--- Extracted data Enclosed Below ---

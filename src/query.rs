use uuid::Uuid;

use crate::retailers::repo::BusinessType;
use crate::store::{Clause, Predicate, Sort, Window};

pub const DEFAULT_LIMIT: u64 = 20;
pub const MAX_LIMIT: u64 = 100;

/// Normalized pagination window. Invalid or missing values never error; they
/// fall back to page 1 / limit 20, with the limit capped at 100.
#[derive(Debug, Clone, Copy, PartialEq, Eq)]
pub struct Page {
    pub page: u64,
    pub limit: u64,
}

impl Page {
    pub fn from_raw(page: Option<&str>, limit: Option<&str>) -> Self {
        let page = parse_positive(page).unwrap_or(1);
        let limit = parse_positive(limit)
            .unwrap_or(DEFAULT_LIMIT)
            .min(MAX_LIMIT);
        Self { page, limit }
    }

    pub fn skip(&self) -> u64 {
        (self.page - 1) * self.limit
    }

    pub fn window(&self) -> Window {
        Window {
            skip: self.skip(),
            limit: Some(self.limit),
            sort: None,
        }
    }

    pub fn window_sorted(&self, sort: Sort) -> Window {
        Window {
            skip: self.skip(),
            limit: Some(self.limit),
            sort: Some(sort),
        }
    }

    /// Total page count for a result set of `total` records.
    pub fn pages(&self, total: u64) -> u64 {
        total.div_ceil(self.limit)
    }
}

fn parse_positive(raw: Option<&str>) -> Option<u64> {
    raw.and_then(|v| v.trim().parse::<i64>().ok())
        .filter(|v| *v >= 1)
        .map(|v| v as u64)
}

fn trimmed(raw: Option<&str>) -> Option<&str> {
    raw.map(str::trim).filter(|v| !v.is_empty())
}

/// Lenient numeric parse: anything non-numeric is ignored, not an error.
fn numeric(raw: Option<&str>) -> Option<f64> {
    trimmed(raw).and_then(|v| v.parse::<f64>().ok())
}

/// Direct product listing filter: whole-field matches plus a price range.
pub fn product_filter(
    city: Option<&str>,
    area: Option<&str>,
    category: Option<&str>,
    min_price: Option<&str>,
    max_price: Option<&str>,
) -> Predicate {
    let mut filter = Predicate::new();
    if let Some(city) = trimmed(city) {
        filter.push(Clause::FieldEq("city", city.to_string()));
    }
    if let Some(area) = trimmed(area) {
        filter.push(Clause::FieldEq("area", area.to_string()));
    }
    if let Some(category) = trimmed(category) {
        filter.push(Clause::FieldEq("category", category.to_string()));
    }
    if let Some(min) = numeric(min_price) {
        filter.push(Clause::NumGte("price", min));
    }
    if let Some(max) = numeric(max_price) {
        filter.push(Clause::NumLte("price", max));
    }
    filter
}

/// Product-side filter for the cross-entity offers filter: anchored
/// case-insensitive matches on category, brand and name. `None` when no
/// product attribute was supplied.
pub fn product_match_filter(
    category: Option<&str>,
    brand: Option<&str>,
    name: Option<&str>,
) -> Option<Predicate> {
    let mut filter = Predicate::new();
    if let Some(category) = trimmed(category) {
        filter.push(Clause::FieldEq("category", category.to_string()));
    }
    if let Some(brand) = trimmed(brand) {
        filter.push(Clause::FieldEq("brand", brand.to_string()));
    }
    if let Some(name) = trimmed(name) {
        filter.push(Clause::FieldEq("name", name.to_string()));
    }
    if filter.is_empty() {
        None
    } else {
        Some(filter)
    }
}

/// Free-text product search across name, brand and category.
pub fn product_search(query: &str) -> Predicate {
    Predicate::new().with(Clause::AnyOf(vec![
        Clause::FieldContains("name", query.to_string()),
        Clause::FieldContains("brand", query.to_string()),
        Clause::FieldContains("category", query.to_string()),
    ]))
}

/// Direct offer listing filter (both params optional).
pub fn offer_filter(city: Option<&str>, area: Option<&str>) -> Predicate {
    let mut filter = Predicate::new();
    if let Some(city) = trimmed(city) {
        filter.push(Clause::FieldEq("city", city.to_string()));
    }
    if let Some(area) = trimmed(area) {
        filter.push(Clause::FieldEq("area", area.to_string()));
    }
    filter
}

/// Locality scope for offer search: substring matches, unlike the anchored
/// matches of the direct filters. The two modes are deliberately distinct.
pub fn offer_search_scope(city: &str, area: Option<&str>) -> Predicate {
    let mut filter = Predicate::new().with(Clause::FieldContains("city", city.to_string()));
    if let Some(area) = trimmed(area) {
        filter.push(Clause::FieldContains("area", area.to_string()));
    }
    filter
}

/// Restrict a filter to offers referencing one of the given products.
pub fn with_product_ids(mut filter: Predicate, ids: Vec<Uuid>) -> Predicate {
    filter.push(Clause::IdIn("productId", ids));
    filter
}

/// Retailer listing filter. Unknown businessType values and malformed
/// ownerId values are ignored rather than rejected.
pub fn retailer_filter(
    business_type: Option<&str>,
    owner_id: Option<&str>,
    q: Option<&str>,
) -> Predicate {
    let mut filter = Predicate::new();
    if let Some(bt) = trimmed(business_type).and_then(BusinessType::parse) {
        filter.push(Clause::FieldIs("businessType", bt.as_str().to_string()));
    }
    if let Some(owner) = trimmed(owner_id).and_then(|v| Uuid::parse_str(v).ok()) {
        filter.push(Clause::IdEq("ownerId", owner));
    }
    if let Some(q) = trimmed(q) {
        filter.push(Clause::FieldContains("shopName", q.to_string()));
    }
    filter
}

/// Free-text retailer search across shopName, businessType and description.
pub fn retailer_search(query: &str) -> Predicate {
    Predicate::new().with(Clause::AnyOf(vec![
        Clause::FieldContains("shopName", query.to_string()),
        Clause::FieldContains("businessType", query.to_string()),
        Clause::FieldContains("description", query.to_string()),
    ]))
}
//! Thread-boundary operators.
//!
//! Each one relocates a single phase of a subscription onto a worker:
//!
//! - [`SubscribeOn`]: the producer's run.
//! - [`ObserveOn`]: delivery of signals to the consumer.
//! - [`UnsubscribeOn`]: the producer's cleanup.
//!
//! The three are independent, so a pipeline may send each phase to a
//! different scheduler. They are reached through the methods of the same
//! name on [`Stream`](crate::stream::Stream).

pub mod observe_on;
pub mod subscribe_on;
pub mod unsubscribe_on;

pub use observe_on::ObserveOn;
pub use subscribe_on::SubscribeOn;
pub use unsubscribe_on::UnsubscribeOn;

--- End of Enclosed Extracted data ---
--- Extracted data Enclosed Below ---

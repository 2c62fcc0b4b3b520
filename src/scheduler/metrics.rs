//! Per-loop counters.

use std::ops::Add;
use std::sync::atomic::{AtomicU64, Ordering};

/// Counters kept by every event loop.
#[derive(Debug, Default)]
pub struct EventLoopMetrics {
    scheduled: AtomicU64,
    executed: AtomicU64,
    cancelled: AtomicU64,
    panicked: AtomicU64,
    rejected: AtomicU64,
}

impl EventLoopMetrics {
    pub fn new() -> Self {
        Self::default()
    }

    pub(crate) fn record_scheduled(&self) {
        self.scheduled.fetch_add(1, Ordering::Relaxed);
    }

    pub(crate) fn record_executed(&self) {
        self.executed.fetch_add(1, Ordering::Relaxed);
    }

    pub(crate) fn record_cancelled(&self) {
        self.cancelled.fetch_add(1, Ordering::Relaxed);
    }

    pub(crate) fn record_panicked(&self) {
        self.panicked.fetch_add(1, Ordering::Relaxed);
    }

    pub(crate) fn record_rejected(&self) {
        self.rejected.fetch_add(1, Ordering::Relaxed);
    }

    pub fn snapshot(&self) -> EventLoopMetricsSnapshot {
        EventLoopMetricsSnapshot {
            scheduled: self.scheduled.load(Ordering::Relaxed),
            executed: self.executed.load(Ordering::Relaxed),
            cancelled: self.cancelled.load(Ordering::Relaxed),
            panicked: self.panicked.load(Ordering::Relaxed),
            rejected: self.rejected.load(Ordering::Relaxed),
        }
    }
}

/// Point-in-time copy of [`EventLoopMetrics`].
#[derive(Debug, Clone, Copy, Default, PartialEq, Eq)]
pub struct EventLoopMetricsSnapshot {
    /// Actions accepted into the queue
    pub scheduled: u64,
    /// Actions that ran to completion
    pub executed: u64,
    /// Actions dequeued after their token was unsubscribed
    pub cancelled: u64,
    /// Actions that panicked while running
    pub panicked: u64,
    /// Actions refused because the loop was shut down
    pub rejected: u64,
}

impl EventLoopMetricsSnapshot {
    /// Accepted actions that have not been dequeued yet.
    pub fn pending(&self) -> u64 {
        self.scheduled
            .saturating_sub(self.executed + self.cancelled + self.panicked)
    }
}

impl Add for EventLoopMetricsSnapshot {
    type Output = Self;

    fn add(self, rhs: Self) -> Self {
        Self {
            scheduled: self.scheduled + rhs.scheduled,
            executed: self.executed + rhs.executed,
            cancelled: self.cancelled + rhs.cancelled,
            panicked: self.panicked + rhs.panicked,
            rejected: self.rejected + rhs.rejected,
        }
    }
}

--- End of Enclosed Extracted data ---

* **Exercise goal**:
Copy out, exactly and alone, the lines of the entries above between the ones holding "filename src/query.rs" and "capped at 100.", inclusive.

* **Solution for this problem**:
filename src/query.rs
use uuid::Uuid;

use crate::retailers::repo::BusinessType;
use crate::store::{Clause, Predicate, Sort, Window};

pub const DEFAULT_LIMIT: u64 = 20;
pub const MAX_LIMIT: u64 = 100;

/// Normalized pagination window. Invalid or missing values never error; they
/// fall back to page 1 / limit 20, with the limit capped at 100.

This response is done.